Using Semaphores to Schedule Shared Resources - Producer-Consumer Problem

The producer thread repeatedly generates new items and inserts them into a bounded buffer with n slots.

The consumer thread repeatedly removes items from the buffer and then consumes them.

We must guarantee mutually exclusive access to the buffer & schedule accesses to the buffer. (If the buffer is full, then the producer must wait. & If the buffer is empty, the consumer must wait.)

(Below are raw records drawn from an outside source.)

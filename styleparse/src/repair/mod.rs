//! Schema repair: turns any JSON mapping into a valid [`AnalysisResult`].
//!
//! Repair never fails. Each field is coerced independently; a field that
//! cannot be coerced gets its configured default and a [`FieldRepair`] record,
//! and the remaining fields are unaffected.

pub mod matcher;

use serde_json::{Map, Value};

use crate::{
    config::{FieldDefaults, FALLBACK_CONFIDENCE},
    schema::{
        is_valid_confidence, round_confidence, AnalysisResult, ListField, CONFIDENCE_KEY,
        MEMO_ALIASES, MEMO_KEY,
    },
    value::{json_type_name, FieldRepair, RepairReason},
};
use matcher::FieldMatcher;

/// Output of a repair: the valid result and what had to change.
#[derive(Debug, Clone, PartialEq)]
pub struct Repaired {
    /// The schema-valid result.
    pub result: AnalysisResult,
    /// Field-level repairs, in schema order.
    pub repairs: Vec<FieldRepair>,
}

/// Field-level defaulting and clamping.
///
/// # Examples
///
/// ```
/// use styleparse::{config::FieldDefaults, repair::Repairer};
/// use serde_json::json;
///
/// let repairer = Repairer::new(FieldDefaults::default());
/// let mapping = json!({"core_style": ["cozy"], "confidence_score": 1.5});
/// let repaired = repairer.repair(mapping.as_object().unwrap());
///
/// assert_eq!(repaired.result.core_style, vec!["cozy"]);
/// assert_eq!(repaired.result.key_elements, vec!["Default element"]);
/// assert_eq!(repaired.result.confidence_score, 0.1);
/// ```
#[derive(Debug, Clone)]
pub struct Repairer {
    defaults: FieldDefaults,
    list_matchers: Vec<(ListField, FieldMatcher)>,
    confidence_matcher: FieldMatcher,
    memo_matcher: FieldMatcher,
}

impl Default for Repairer {
    fn default() -> Self {
        Self::new(FieldDefaults::default())
    }
}

impl Repairer {
    /// Creates a repairer with the given defaults.
    pub fn new(defaults: FieldDefaults) -> Self {
        let list_matchers = ListField::ALL
            .iter()
            .map(|field| (*field, FieldMatcher::new(field.key())))
            .collect();
        Self {
            defaults,
            list_matchers,
            confidence_matcher: FieldMatcher::new(CONFIDENCE_KEY),
            memo_matcher: FieldMatcher::new(MEMO_KEY).with_aliases(MEMO_ALIASES),
        }
    }

    /// Repairs a mapping into a schema-valid result.
    pub fn repair(&self, fields: &Map<String, Value>) -> Repaired {
        let mut repairs = Vec::new();

        let mut lists: Vec<Vec<String>> = Vec::with_capacity(ListField::ALL.len());
        for (field, matcher) in &self.list_matchers {
            let found = lookup(matcher, fields, &mut repairs);
            lists.push(self.repair_list(*field, found, &mut repairs));
        }

        let found = lookup(&self.confidence_matcher, fields, &mut repairs);
        let confidence_score = repair_confidence(found, &mut repairs);

        let found = lookup(&self.memo_matcher, fields, &mut repairs);
        let memo = self.repair_memo(found, &mut repairs);

        let mut lists = lists.into_iter();
        let mut next = || lists.next().unwrap_or_default();
        let result = AnalysisResult {
            core_style: next(),
            key_elements: next(),
            target_persona: next(),
            recommended_activities: next(),
            unsuitable_persona: next(),
            confidence_score,
            memo,
        };

        if !repairs.is_empty() {
            tracing::debug!(repairs = repairs.len(), "Repaired candidate fields");
        }

        Repaired { result, repairs }
    }

    fn repair_list(
        &self,
        field: ListField,
        value: Option<&Value>,
        repairs: &mut Vec<FieldRepair>,
    ) -> Vec<String> {
        let key = field.key();
        let default = || vec![self.defaults.list_default(field).to_string()];

        let items = match value {
            None => {
                repairs.push(FieldRepair::new(key, RepairReason::Missing));
                return default();
            }
            Some(Value::Array(items)) => items,
            Some(other) => {
                repairs.push(FieldRepair::new(
                    key,
                    RepairReason::WrongType {
                        found: json_type_name(other),
                    },
                ));
                return default();
            }
        };

        let kept: Vec<String> = items.iter().filter_map(list_item).collect();
        let dropped = items.len() - kept.len();

        if kept.is_empty() {
            repairs.push(FieldRepair::new(key, RepairReason::EmptyList));
            return default();
        }
        if dropped > 0 {
            repairs.push(FieldRepair::new(key, RepairReason::DroppedItems { count: dropped }));
        }
        kept
    }

    fn repair_memo(&self, value: Option<&Value>, repairs: &mut Vec<FieldRepair>) -> String {
        match value {
            Some(Value::String(memo)) => memo.clone(),
            Some(other) => {
                repairs.push(FieldRepair::new(
                    MEMO_KEY,
                    RepairReason::WrongType {
                        found: json_type_name(other),
                    },
                ));
                self.defaults.memo.clone()
            }
            None => {
                repairs.push(FieldRepair::new(MEMO_KEY, RepairReason::Missing));
                self.defaults.memo.clone()
            }
        }
    }
}

/// Finds a field and records a rename when the model used another key.
fn lookup<'a>(
    matcher: &FieldMatcher,
    fields: &'a Map<String, Value>,
    repairs: &mut Vec<FieldRepair>,
) -> Option<&'a Value> {
    let (key, value) = matcher.find_in_object(fields)?;
    if key != matcher.expected {
        repairs.push(FieldRepair::new(
            matcher.expected,
            RepairReason::KeyRenamed { from: key.clone() },
        ));
    }
    Some(value)
}

/// Keeps non-blank strings (trimmed) and stringifies scalars.
fn list_item(value: &Value) -> Option<String> {
    match value {
        Value::String(s) => {
            let trimmed = s.trim();
            (!trimmed.is_empty()).then(|| trimmed.to_string())
        }
        Value::Number(n) => Some(n.to_string()),
        Value::Bool(b) => Some(b.to_string()),
        Value::Null | Value::Array(_) | Value::Object(_) => None,
    }
}

fn repair_confidence(value: Option<&Value>, repairs: &mut Vec<FieldRepair>) -> f64 {
    let not_numeric = |v: &Value, repairs: &mut Vec<FieldRepair>| {
        repairs.push(FieldRepair::new(
            CONFIDENCE_KEY,
            RepairReason::NotNumeric {
                original: v.to_string(),
            },
        ));
        FALLBACK_CONFIDENCE
    };

    let score = match value {
        None => {
            repairs.push(FieldRepair::new(CONFIDENCE_KEY, RepairReason::Missing));
            return FALLBACK_CONFIDENCE;
        }
        Some(Value::Number(n)) => match n.as_f64() {
            Some(score) => score,
            None => return not_numeric(&Value::Number(n.clone()), repairs),
        },
        Some(Value::String(s)) => match s.trim().parse::<f64>() {
            Ok(score) => {
                repairs.push(FieldRepair::new(
                    CONFIDENCE_KEY,
                    RepairReason::StringToNumber { original: s.clone() },
                ));
                score
            }
            Err(_) => return not_numeric(&Value::String(s.clone()), repairs),
        },
        Some(other) => return not_numeric(other, repairs),
    };

    if !is_valid_confidence(score) {
        repairs.push(FieldRepair::new(
            CONFIDENCE_KEY,
            RepairReason::OutOfRange { original: score },
        ));
        return FALLBACK_CONFIDENCE;
    }
    round_confidence(score)
}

SBUF : A package for synchronizing concurrent access to bounded buffers.

sbuf_t : Bounded buffer

typdef struct {
	int *buf; /* Buffer array */
  int n; /* Maximum number of slots */
  int front; /* buf[(front+1)%n] is first item */
  int rear; /* buf[rear%n] is last item */
  sem_t mutex; /* Protects accesses to buf */
  sem_t slots; /* Counts available slots */
  sem_t items; /* Countes available items */
} sbuf_t

mutex provides mutually exclusive buffer access.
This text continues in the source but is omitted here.